L’anno scorso mi ero concentrata molto sul nuoto e infatti i risultati parlavano per me, mentre quest’anno ho dovuto dare precedenza alla scuola considerando che l’anno prossimo (in teoria) mi laureerò. Mi sono concentrata di più sulle staffette che sul singolo, perché avevamo l’obiettivo di battere due record della scuola agli NCAA e non potevo deludere le mie compagne. Ce l’abbiamo fatta e ora sono a quota quattro record della scuola, non potrei essere più felice.

In base alla tua esperienza, quale credi che sia la principale differenza tra il nuoto in USA e quello in Italia?

La differenza è tanta. Qui si allenano principalmente le abilità, ed è una metodologia facilitata ovviamente dalla lunghezza della vasca: su 25 yard totali di vasca, 15 sono di subacquea, poi fai quattro bracciate e ripeti. Per andare forte devi essere veloce in virata, efficiente in subacquea e se ti muoiono le gambe la gara è persa. Anche in vasca lunga sono importanti le gambe, ma non quanto qui, almeno per le mie gare. Tecnicamente, è qualcosa di molto diverso dal “nuoto” concepito in maniera classica, perché la parte nuotata è relativamente breve ed è questo forse l’unico aspetto per il quale preferisco l’Italia.

Sempre secondo la tua esperienza personale, cosa c’è di diverso nella visione dell’atletastudente tra questi due mondi?

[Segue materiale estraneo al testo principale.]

pub mod actor;
pub mod grid;
pub mod path;
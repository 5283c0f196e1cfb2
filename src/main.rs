/// Entry point and frame loop.

mod config;
mod domain;
mod sim;
mod ui;

use std::collections::VecDeque;
use std::thread;
use std::time::Duration;

use config::Config;
use domain::path;
use sim::step;
use sim::world::World;
use ui::input::{self, Command, InputEvent};
use ui::renderer::Screen;

fn main() {
    let config = Config::load();

    let mut world = World::new(&config);
    let mut screen = Screen::new(
        config.window.width,
        config.window.height,
        config.window.charset,
    );
    screen.set_background(&world.grid);

    if let Err(e) = screen.init() {
        eprintln!("Terminal init failed: {e}");
        return;
    }

    run(&mut world, &mut screen, &config);

    if let Err(e) = screen.cleanup() {
        eprintln!("Terminal cleanup failed: {e}");
    }
}

/// The frame loop. Each iteration: at most one input event, one
/// scheduler tick, a repaint when something moved, then a fixed nap.
fn run(world: &mut World, screen: &mut Screen, config: &Config) {
    let frame_sleep = Duration::from_millis(config.speed.frame_sleep_ms);

    loop {
        match input::poll_event() {
            Some(InputEvent::Key(Command::Quit)) => break,
            Some(InputEvent::Key(Command::Reset)) => {
                world.reset(config);
                screen.set_background(&world.grid);
            }
            Some(InputEvent::Key(Command::Step(dx, dy))) => {
                world.player.path = VecDeque::from([(dx, dy)]);
            }
            Some(InputEvent::PlanAt { col, row, sub }) => {
                let goal = screen.terminal_to_grid(col as i32, row as i32, sub);
                world.player.path =
                    path::plan_path((world.player.x, world.player.y), goal, &world.collision);
            }
            None => {}
        }

        step::tick(world);

        if world.dirty {
            world.dirty = false;
            screen.load_background();
            screen.stamp(&world.player);
            screen.stamp(&world.hunter);
            screen.present();
        }

        thread::sleep(frame_sleep);
    }
}
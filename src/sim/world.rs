/// World: the complete snapshot of a running round.
///
/// A round is terrain plus two actors:
///   - `grid`      — the generated obstacle field. Never mutated; a
///                   reset replaces it wholesale.
///   - `collision` — the 0/1 view of the grid shared by the planner
///                   and the movement scheduler.
///   - `player`    — steered by keys and pointer clicks.
///   - `hunter`    — walks computed paths toward the player.
///
/// `dirty` is the redraw flag: set when an actor actually moved or the
/// round was rebuilt, cleared by the frame loop once it repaints.
///
/// Spawn cells are not carved out of the terrain. A walled-in spawn is
/// legal; planning toward or out of it just degrades to empty paths.

use rand::Rng;

use crate::config::Config;
use crate::domain::actor::Actor;
use crate::domain::grid::{CollisionMap, Grid};
use crate::domain::path;

/// Player anchor cell at round start. The sprite's upper pixel sits on
/// the row above, so the anchor starts one row down.
const PLAYER_SPAWN: (i32, i32) = (0, 1);

pub struct World {
    pub grid: Grid,
    pub collision: CollisionMap,
    pub player: Actor,
    pub hunter: Actor,
    pub dirty: bool,
}

impl World {
    pub fn new(config: &Config) -> Self {
        Self::generate(config, &mut rand::thread_rng())
    }

    /// Tear the round down and roll a fresh one: new terrain, both
    /// actors recreated, hunter replanned from its new spawn.
    pub fn reset(&mut self, config: &Config) {
        *self = Self::new(config);
    }

    fn generate(config: &Config, rng: &mut impl Rng) -> Self {
        let grid = Grid::random(
            config.window.width,
            config.window.height,
            config.terrain.obstacle_chance,
            config.terrain.color_min,
            config.terrain.color_max,
            rng,
        );
        let collision = CollisionMap::build(&grid);

        let player = Actor::new(
            PLAYER_SPAWN.0,
            PLAYER_SPAWN.1,
            Actor::column_sprite(config.actors.player_color),
            config.speed.player_energy,
        );

        // The hunter starts somewhere in the lower-right quadrant, away
        // from the player's corner.
        let w = grid.width as i32;
        let h = grid.height as i32;
        let hx = rng.gen_range(w / 2..w);
        let hy = rng.gen_range(h / 2..h);
        let mut hunter = Actor::new(
            hx,
            hy,
            Actor::column_sprite(config.actors.hunter_color),
            config.speed.hunter_energy,
        );
        hunter.path = path::plan_path((hx, hy), (player.x, player.y), &collision);

        World {
            grid,
            collision,
            player,
            hunter,
            dirty: true,
        }
    }
}
/// The per-frame scheduler: advances both actors by one tick.
///
/// Processing order each frame:
///   1. Player gate: when energy reaches the threshold, spend it and
///      try the front queued step. A step that lands in bounds on an
///      open cell moves the player and replans the hunter toward the
///      new cell; anything else is discarded silently.
///   2. Hunter gate: same rule, no replanning.
///   3. Energy: both actors gain 1, always.
///
/// With threshold T and a non-empty queue this releases exactly one
/// step every T frames in steady state, and energy never leaves
/// [0, T].

use crate::domain::actor::Actor;
use crate::domain::grid::CollisionMap;
use crate::domain::path;

use super::world::World;

pub fn tick(world: &mut World) {
    // ── Player ──
    if world.player.energy == world.player.energy_threshold {
        world.player.energy = 0;
        if let Some(step) = world.player.path.pop_front() {
            if try_step(&mut world.player, step, &world.collision) {
                world.dirty = true;
                replan_hunter(world);
            }
        }
    }

    // ── Hunter ──
    if world.hunter.energy == world.hunter.energy_threshold {
        world.hunter.energy = 0;
        if let Some(step) = world.hunter.path.pop_front() {
            if try_step(&mut world.hunter, step, &world.collision) {
                world.dirty = true;
            }
        }
    }

    world.player.energy += 1;
    world.hunter.energy += 1;
}

/// Validate and apply one step. Rejections leave the actor in place.
fn try_step(actor: &mut Actor, (dx, dy): (i32, i32), map: &CollisionMap) -> bool {
    let nx = actor.x + dx;
    let ny = actor.y + dy;
    if !map.in_bounds(nx, ny) || map.blocked(nx, ny) {
        return false;
    }
    actor.x = nx;
    actor.y = ny;
    true
}

/// The player moved, so whatever walk the hunter had queued is stale.
/// Plan a fresh one toward the player's new cell.
fn replan_hunter(world: &mut World) {
    world.hunter.path = path::plan_path(
        (world.hunter.x, world.hunter.y),
        (world.player.x, world.player.y),
        &world.collision,
    );
}

#[cfg(test)]
mod tests {
    use super::*;
    use crate::domain::grid::Grid;
    use std::collections::VecDeque;

    /// '.' = open floor, '#' = obstacle. Both actors start with empty
    /// sprites and threshold 1; tests override what they need.
    fn world_from(rows: &[&str], player: (i32, i32), hunter: (i32, i32)) -> World {
        let cells = rows
            .iter()
            .map(|row| {
                row.bytes()
                    .map(|b| if b == b'#' { 1u8 } else { 0 })
                    .collect()
            })
            .collect();
        let grid = Grid::from_cells(cells);
        let collision = CollisionMap::build(&grid);
        World {
            grid,
            collision,
            player: Actor::new(player.0, player.1, vec![], 1),
            hunter: Actor::new(hunter.0, hunter.1, vec![], 1),
            dirty: false,
        }
    }

    #[test]
    fn steps_release_once_per_threshold_frames() {
        let mut world = world_from(&[".....", "....."], (0, 0), (4, 1));
        world.player.energy_threshold = 2;
        world.player.path = VecDeque::from(vec![(1, 0), (1, 0), (1, 0)]);

        let mut positions = vec![];
        for _ in 0..7 {
            tick(&mut world);
            positions.push(world.player.x);
        }
        assert_eq!(positions, vec![0, 0, 1, 1, 2, 2, 3]);
        assert!(world.dirty);
        assert!(world.player.path.is_empty());
    }

    #[test]
    fn rejected_step_is_discarded_silently() {
        let mut world = world_from(&[".#.", "..."], (0, 0), (2, 1));
        world.player.path = VecDeque::from(vec![(1, 0)]);

        tick(&mut world); // energy 0 → 1, gate closed
        tick(&mut world); // gate opens, step pops, wall refuses it

        assert_eq!((world.player.x, world.player.y), (0, 0));
        assert!(!world.dirty);
        assert!(world.player.path.is_empty());
    }

    #[test]
    fn step_off_the_field_is_rejected() {
        let mut world = world_from(&["..", ".."], (0, 0), (1, 1));
        world.player.path = VecDeque::from(vec![(-1, 0)]);

        tick(&mut world);
        tick(&mut world);

        assert_eq!((world.player.x, world.player.y), (0, 0));
        assert!(!world.dirty);
    }

    #[test]
    fn player_move_replans_the_hunter() {
        let mut world = world_from(
            &["......", "......", "......", "......"],
            (0, 0),
            (4, 2),
        );
        world.hunter.energy_threshold = 100;
        world.hunter.path = VecDeque::from(vec![(0, -1), (0, -1)]);
        world.player.path = VecDeque::from(vec![(1, 0)]);

        tick(&mut world);
        tick(&mut world); // player steps to (1, 0) here

        assert_eq!((world.player.x, world.player.y), (1, 0));
        assert!(!world.hunter.path.is_empty());
        let (mut x, mut y) = (world.hunter.x, world.hunter.y);
        for &(dx, dy) in &world.hunter.path {
            x += dx;
            y += dy;
        }
        assert_eq!((x, y), (1, 0), "fresh plan should end on the player");
    }

    #[test]
    fn hunter_steps_are_validated_too() {
        let mut world = world_from(&["...", ".#."], (0, 0), (0, 1));
        world.hunter.path = VecDeque::from(vec![(1, 0)]);

        tick(&mut world);
        tick(&mut world);

        assert_eq!((world.hunter.x, world.hunter.y), (0, 1));
        assert!(!world.dirty);
        assert!(world.hunter.path.is_empty());
    }

    #[test]
    fn hunter_walks_a_planned_path() {
        let mut world = world_from(&["....", "...."], (0, 0), (3, 1));
        world.player.energy_threshold = 100;
        world.hunter.path =
            path::plan_path((3, 1), (0, 0), &world.collision);
        assert!(!world.hunter.path.is_empty());

        for _ in 0..20 {
            tick(&mut world);
        }
        assert_eq!((world.hunter.x, world.hunter.y), (0, 0));
        assert!(world.dirty);
    }
}
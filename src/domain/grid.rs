/// Obstacle field and the collision view derived from it.
/// The grid stores 256-color ids (0 = empty); everything that needs to
/// know "can an actor stand here" asks the CollisionMap instead of
/// re-deriving the rule, so blocking semantics are centralized here.

use rand::Rng;

// ── Grid: the generated terrain ──

/// Rectangular field of color ids, row-major, immutable once generated.
#[derive(Clone, Debug)]
pub struct Grid {
    pub width: usize,
    pub height: usize,
    cells: Vec<Vec<u8>>,
}

impl Grid {
    pub fn from_cells(cells: Vec<Vec<u8>>) -> Self {
        let height = cells.len();
        let width = cells.first().map_or(0, |row| row.len());
        Grid { width, height, cells }
    }

    /// Roll a fresh field: each cell has a 1-in-`obstacle_chance` shot at
    /// becoming an obstacle, colored uniformly from `color_min..=color_max`.
    pub fn random(
        width: usize,
        height: usize,
        obstacle_chance: u32,
        color_min: u8,
        color_max: u8,
        rng: &mut impl Rng,
    ) -> Self {
        let mut cells = vec![vec![0u8; width]; height];
        for row in cells.iter_mut() {
            for cell in row.iter_mut() {
                if rng.gen_range(0..obstacle_chance) == 0 {
                    *cell = rng.gen_range(color_min..=color_max);
                }
            }
        }
        Grid { width, height, cells }
    }

    /// Color id at (x, y). Callers stay in range.
    pub fn at(&self, x: usize, y: usize) -> u8 {
        self.cells[y][x]
    }
}

// ── CollisionMap: the 0/1 view the planner and scheduler share ──

/// Same shape as the grid it was built from; a cell is blocked exactly
/// when the grid holds a non-zero color there. Queries outside the field
/// count as blocked, so the edge behaves like a wall.
#[derive(Clone, Debug)]
pub struct CollisionMap {
    pub width: usize,
    pub height: usize,
    cells: Vec<Vec<bool>>,
}

impl CollisionMap {
    pub fn build(grid: &Grid) -> Self {
        let cells = (0..grid.height)
            .map(|y| (0..grid.width).map(|x| grid.at(x, y) != 0).collect())
            .collect();
        CollisionMap { width: grid.width, height: grid.height, cells }
    }

    pub fn in_bounds(&self, x: i32, y: i32) -> bool {
        x >= 0 && y >= 0 && (x as usize) < self.width && (y as usize) < self.height
    }

    pub fn blocked(&self, x: i32, y: i32) -> bool {
        if !self.in_bounds(x, y) {
            return true;
        }
        self.cells[y as usize][x as usize]
    }
}
use relay_dns_domain::DomainError;
use hickory_proto::op::{Message, ResponseCode};
use hickory_proto::rr::RData;
use std::net::Ipv4Addr;
use tracing::debug;

/// The decoded pieces of an upstream answer the forwarding path cares
/// about: the A addresses in answer order, plus enough header state to
/// tell an empty success from a server-side error.
#[derive(Debug, Clone)]
pub struct UpstreamAnswer {
    pub addresses: Vec<Ipv4Addr>,

    pub rcode: ResponseCode,

    pub truncated: bool,
}

impl UpstreamAnswer {
    /// The address served to the client: the first of the answer set.
    pub fn first_address(&self) -> Option<Ipv4Addr> {
        self.addresses.first().copied()
    }
}

pub struct ResponseParser;

impl ResponseParser {
    pub fn parse(response_bytes: &[u8]) -> Result<UpstreamAnswer, DomainError> {
        let message = Message::from_vec(response_bytes).map_err(|e| {
            DomainError::InvalidDnsResponse(format!("Failed to parse DNS response: {}", e))
        })?;

        let rcode = message.response_code();
        let truncated = message.truncated();

        let mut addresses = Vec::new();
        for record in message.answers() {
            if let RData::A(a) = record.data() {
                addresses.push(a.0);
            }
        }

        debug!(
            rcode = ?rcode,
            addresses = addresses.len(),
            truncated = truncated,
            "DNS response parsed"
        );

        Ok(UpstreamAnswer {
            addresses,
            rcode,
            truncated,
        })
    }
}
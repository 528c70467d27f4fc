pub mod tcp;
pub mod udp;

use async_trait::async_trait;
use relay_dns_domain::{DomainError, TransportKind};
use std::net::SocketAddr;
use std::time::Duration;

#[derive(Debug)]
pub struct TransportResponse {
    pub bytes: Vec<u8>,

    pub protocol_used: &'static str,
}

#[async_trait]
pub trait DnsTransport: Send + Sync {
    async fn send(
        &self,
        message_bytes: &[u8],
        timeout: Duration,
    ) -> Result<TransportResponse, DomainError>;

    fn protocol_name(&self) -> &'static str;
}

pub enum Transport {
    Udp(udp::UdpTransport),
    Tcp(tcp::TcpTransport),
}

impl Transport {
    pub async fn send(
        &self,
        message_bytes: &[u8],
        timeout: Duration,
    ) -> Result<TransportResponse, DomainError> {
        match self {
            Self::Udp(t) => DnsTransport::send(t, message_bytes, timeout).await,
            Self::Tcp(t) => DnsTransport::send(t, message_bytes, timeout).await,
        }
    }

    pub fn protocol_name(&self) -> &'static str {
        match self {
            Self::Udp(_) => "UDP",
            Self::Tcp(_) => "TCP",
        }
    }
}

pub fn create_transport(kind: TransportKind, server_addr: SocketAddr) -> Transport {
    match kind {
        TransportKind::Udp => Transport::Udp(udp::UdpTransport::new(server_addr)),
        TransportKind::Tcp => Transport::Tcp(tcp::TcpTransport::new(server_addr)),
    }
}
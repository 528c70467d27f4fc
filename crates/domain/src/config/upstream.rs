use serde::{Deserialize, Serialize};

use super::transport::TransportKind;

#[derive(Debug, Clone, Deserialize, Serialize)]
pub struct UpstreamConfig {
    /// `address:port` of the resolver cache misses are forwarded to.
    #[serde(default = "default_upstream_address")]
    pub address: String,

    #[serde(default)]
    pub transport: TransportKind,

    /// Per-attempt timeout in seconds. A single attempt is made per query;
    /// a timed-out lookup is reported as a resolution failure, not retried.
    #[serde(default = "default_query_timeout")]
    pub query_timeout: u64,
}

impl Default for UpstreamConfig {
    fn default() -> Self {
        Self {
            address: default_upstream_address(),
            transport: TransportKind::Udp,
            query_timeout: default_query_timeout(),
        }
    }
}

fn default_upstream_address() -> String {
    "1.1.1.1:53".to_string()
}

fn default_query_timeout() -> u64 {
    10
}
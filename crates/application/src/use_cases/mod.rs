pub mod handle_dns_query;

pub use handle_dns_query::HandleDnsQueryUseCase;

La principale differenza è la figura della atleta in sé. Qui vengo valorizza come atleta, non mi sento in difetto come invece mi è successo in Italia. Rivolgersi ai professori come studentessa-atleta ti mette su un gradino superiore, ma non fraintendermi: di favoritismi non ne ho mai visti e non ne esistono, intendo come comprensione dell’atleta stesso.

Mi sto iniziando ad interessare al mondo del lavoro visto che non manca tanto e vorrei essere preparata per quando sarà il momento. Negli Stati Uniti uscire dal College e presentarsi ad un colloquio portando l’esperienza da atleta di Division 1 per tutta la durata del College è qualcosa che ti valorizza molto. Sei uno step avanti rispetto ad un semplice studente, perché ti riconoscono come una figura con carattere, che sa cosa vuole dire lottare per portare a termine un obiettivo. L’esperienza sportiva ti qualifica come persona che sa lavorare in gruppo ma anche da sola e soprattutto che ha la capacità di trovare una soluzione dopo aver sbagliato qualcosa.

Vi posso assicurare che tante aziende americane cercano queste caratteristiche, visto che non si può ancora parlare di esperienze lavorative appena usciti dal College. Infine, credo proprio che in Italia non sarei mai stata in grado di portare avanti università e nuoto contemporaneamente, o almeno, non senza andare fuori corso. L’America mi sta facendo apprezzare la scuola, l’educazione scolastica italiana mi ha invece spinta dall’altra parte dell’oceano a cercare di meglio.